## TASK STATEMENT
A complete transcription of the material, exact in every line, is what is wanted.
• • • • • • •
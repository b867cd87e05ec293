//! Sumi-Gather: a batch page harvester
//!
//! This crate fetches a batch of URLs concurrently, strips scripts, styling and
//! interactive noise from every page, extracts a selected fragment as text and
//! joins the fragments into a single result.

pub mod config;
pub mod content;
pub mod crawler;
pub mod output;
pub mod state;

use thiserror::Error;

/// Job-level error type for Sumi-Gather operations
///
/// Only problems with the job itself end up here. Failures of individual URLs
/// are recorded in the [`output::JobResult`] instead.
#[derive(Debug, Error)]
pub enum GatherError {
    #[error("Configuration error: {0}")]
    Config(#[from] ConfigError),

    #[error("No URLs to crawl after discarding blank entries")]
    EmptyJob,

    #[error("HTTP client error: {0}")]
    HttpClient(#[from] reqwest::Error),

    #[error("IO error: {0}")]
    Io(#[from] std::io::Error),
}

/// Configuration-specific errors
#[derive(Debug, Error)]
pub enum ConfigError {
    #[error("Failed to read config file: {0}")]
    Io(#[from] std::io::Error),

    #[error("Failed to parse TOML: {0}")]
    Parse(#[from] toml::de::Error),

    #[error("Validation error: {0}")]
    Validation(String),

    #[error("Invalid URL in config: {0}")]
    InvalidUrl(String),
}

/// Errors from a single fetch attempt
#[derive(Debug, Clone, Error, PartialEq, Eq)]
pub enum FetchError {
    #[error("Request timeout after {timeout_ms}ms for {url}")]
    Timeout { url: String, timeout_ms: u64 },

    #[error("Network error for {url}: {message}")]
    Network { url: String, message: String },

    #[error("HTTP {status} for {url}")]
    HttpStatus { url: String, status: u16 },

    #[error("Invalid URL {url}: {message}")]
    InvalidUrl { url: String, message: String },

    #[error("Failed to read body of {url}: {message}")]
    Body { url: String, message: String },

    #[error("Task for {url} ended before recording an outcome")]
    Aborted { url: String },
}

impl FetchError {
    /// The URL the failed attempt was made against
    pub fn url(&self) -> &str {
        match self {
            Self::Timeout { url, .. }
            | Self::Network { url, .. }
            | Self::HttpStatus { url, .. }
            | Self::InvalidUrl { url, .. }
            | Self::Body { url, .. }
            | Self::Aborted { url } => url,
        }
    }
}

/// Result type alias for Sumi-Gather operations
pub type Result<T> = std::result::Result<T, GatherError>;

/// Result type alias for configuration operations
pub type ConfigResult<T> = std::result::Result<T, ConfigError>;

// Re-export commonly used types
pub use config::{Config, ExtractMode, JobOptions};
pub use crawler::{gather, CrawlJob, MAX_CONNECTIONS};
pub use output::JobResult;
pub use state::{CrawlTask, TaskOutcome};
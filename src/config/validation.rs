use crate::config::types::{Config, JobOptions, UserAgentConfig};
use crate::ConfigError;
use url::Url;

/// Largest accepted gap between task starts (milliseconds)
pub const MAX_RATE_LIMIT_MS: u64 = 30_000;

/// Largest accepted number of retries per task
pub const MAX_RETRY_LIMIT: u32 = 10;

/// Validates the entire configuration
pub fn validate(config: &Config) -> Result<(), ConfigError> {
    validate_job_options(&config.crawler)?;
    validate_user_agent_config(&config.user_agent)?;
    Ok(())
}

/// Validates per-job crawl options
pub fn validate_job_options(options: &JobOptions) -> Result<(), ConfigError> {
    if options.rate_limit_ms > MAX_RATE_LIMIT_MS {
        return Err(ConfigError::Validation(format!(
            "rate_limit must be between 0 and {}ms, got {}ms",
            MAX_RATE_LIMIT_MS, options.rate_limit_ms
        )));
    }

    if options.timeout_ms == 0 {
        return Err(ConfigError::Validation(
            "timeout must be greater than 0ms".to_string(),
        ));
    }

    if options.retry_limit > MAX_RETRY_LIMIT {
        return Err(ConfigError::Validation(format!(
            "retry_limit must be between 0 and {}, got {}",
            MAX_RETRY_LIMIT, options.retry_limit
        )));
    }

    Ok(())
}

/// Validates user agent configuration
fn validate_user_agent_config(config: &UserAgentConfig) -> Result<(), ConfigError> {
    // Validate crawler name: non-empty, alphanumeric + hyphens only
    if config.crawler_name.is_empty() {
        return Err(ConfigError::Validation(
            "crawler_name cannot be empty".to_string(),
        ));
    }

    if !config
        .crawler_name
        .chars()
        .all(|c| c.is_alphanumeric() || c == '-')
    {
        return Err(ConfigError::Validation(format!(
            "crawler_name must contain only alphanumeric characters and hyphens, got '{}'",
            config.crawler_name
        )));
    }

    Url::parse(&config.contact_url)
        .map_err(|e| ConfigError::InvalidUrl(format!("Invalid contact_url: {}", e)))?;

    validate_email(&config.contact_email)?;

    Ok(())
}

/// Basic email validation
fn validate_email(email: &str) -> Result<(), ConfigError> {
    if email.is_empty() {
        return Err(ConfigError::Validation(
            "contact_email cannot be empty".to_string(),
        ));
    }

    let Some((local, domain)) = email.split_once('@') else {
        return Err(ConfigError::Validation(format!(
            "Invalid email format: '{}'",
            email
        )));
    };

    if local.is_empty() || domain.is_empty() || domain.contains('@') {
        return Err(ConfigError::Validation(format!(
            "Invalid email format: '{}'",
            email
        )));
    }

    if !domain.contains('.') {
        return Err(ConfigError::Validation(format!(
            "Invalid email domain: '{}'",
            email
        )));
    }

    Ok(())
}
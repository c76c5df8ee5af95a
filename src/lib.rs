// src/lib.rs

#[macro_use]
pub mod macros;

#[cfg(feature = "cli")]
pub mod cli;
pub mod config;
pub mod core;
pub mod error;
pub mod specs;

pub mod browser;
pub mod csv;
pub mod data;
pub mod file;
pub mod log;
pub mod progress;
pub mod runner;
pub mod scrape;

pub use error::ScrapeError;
• • • • • • •
## RESPONSE TO THE TASK
repository b867cd87e05ec293
//! Sumi-Gather: a batch page harvester
//!
//! This crate fetches a batch of URLs concurrently, strips scripts, styling and
//! interactive noise from every page, extracts a selected fragment as text and
//! joins the fragments into a single result.

pub mod config;
pub mod content;
pub mod crawler;
pub mod output;
pub mod state;

use thiserror::Error;

/// Job-level error type for Sumi-Gather operations
///
/// Only problems with the job itself end up here. Failures of individual URLs
/// are recorded in the [`output::JobResult`] instead.
#[derive(Debug, Error)]
pub enum GatherError {
    #[error("Configuration error: {0}")]
    Config(#[from] ConfigError),

    #[error("No URLs to crawl after discarding blank entries")]
    EmptyJob,

    #[error("HTTP client error: {0}")]
    HttpClient(#[from] reqwest::Error),

    #[error("IO error: {0}")]
    Io(#[from] std::io::Error),
}

/// Configuration-specific errors
#[derive(Debug, Error)]
pub enum ConfigError {
    #[error("Failed to read config file: {0}")]
    Io(#[from] std::io::Error),

    #[error("Failed to parse TOML: {0}")]
    Parse(#[from] toml::de::Error),

    #[error("Validation error: {0}")]
    Validation(String),

    #[error("Invalid URL in config: {0}")]
    InvalidUrl(String),
}

/// Errors from a single fetch attempt
#[derive(Debug, Clone, Error, PartialEq, Eq)]
pub enum FetchError {
    #[error("Request timeout after {timeout_ms}ms for {url}")]
    Timeout { url: String, timeout_ms: u64 },

    #[error("Network error for {url}: {message}")]
    Network { url: String, message: String },

    #[error("HTTP {status} for {url}")]
    HttpStatus { url: String, status: u16 },

    #[error("Invalid URL {url}: {message}")]
    InvalidUrl { url: String, message: String },

    #[error("Failed to read body of {url}: {message}")]
    Body { url: String, message: String },

    #[error("Task for {url} ended before recording an outcome")]
    Aborted { url: String },
}

impl FetchError {
    /// The URL the failed attempt was made against
    pub fn url(&self) -> &str {
        match self {
            Self::Timeout { url, .. }
            | Self::Network { url, .. }
            | Self::HttpStatus { url, .. }
            | Self::InvalidUrl { url, .. }
            | Self::Body { url, .. }
            | Self::Aborted { url } => url,
        }
    }
}

/// Result type alias for Sumi-Gather operations
pub type Result<T> = std::result::Result<T, GatherError>;

/// Result type alias for configuration operations
pub type ConfigResult<T> = std::result::Result<T, ConfigError>;

// Re-export commonly used types
pub use config::{Config, ExtractMode, JobOptions};
pub use crawler::{gather, CrawlJob, MAX_CONNECTIONS};
pub use output::JobResult;
pub use state::{CrawlTask, TaskOutcome};
filename src/config/validation.rs
use crate::config::types::{Config, JobOptions, UserAgentConfig};
use crate::ConfigError;
use url::Url;

/// Largest accepted gap between task starts (milliseconds)
pub const MAX_RATE_LIMIT_MS: u64 = 30_000;

/// Largest accepted number of retries per task
pub const MAX_RETRY_LIMIT: u32 = 10;

/// Validates the entire configuration
pub fn validate(config: &Config) -> Result<(), ConfigError> {
    validate_job_options(&config.crawler)?;
    validate_user_agent_config(&config.user_agent)?;
    Ok(())
}

/// Validates per-job crawl options
pub fn validate_job_options(options: &JobOptions) -> Result<(), ConfigError> {
    if options.rate_limit_ms > MAX_RATE_LIMIT_MS {
        return Err(ConfigError::Validation(format!(
            "rate_limit must be between 0 and {}ms, got {}ms",
            MAX_RATE_LIMIT_MS, options.rate_limit_ms
        )));
    }

    if options.timeout_ms == 0 {
        return Err(ConfigError::Validation(
            "timeout must be greater than 0ms".to_string(),
        ));
    }

    if options.retry_limit > MAX_RETRY_LIMIT {
        return Err(ConfigError::Validation(format!(
            "retry_limit must be between 0 and {}, got {}",
            MAX_RETRY_LIMIT, options.retry_limit
        )));
    }

    Ok(())
}

/// Validates user agent configuration
fn validate_user_agent_config(config: &UserAgentConfig) -> Result<(), ConfigError> {
    // Validate crawler name: non-empty, alphanumeric + hyphens only
    if config.crawler_name.is_empty() {
        return Err(ConfigError::Validation(
            "crawler_name cannot be empty".to_string(),
        ));
    }

    if !config
        .crawler_name
        .chars()
        .all(|c| c.is_alphanumeric() || c == '-')
    {
        return Err(ConfigError::Validation(format!(
            "crawler_name must contain only alphanumeric characters and hyphens, got '{}'",
            config.crawler_name
        )));
    }

    Url::parse(&config.contact_url)
        .map_err(|e| ConfigError::InvalidUrl(format!("Invalid contact_url: {}", e)))?;

    validate_email(&config.contact_email)?;

    Ok(())
}

/// Basic email validation
fn validate_email(email: &str) -> Result<(), ConfigError> {
    if email.is_empty() {
        return Err(ConfigError::Validation(
            "contact_email cannot be empty".to_string(),
        ));
    }

    let Some((local, domain)) = email.split_once('@') else {
        return Err(ConfigError::Validation(format!(
            "Invalid email format: '{}'",
            email
        )));
    };

    if local.is_empty() || domain.is_empty() || domain.contains('@') {
        return Err(ConfigError::Validation(format!(
            "Invalid email format: '{}'",
            email
        )));
    }

    if !domain.contains('.') {
        return Err(ConfigError::Validation(format!(
            "Invalid email domain: '{}'",
            email
        )));
    }

    Ok(())
}
repository c76c5df8ee5af95a
filename src/lib.rs
// src/lib.rs

#[macro_use]
pub mod macros;

#[cfg(feature = "cli")]
pub mod cli;
pub mod config;
pub mod core;
pub mod error;
pub mod specs;

pub mod browser;
pub mod csv;
pub mod data;
pub mod file;
pub mod log;
pub mod progress;
pub mod runner;
pub mod scrape;

pub use error::ScrapeError;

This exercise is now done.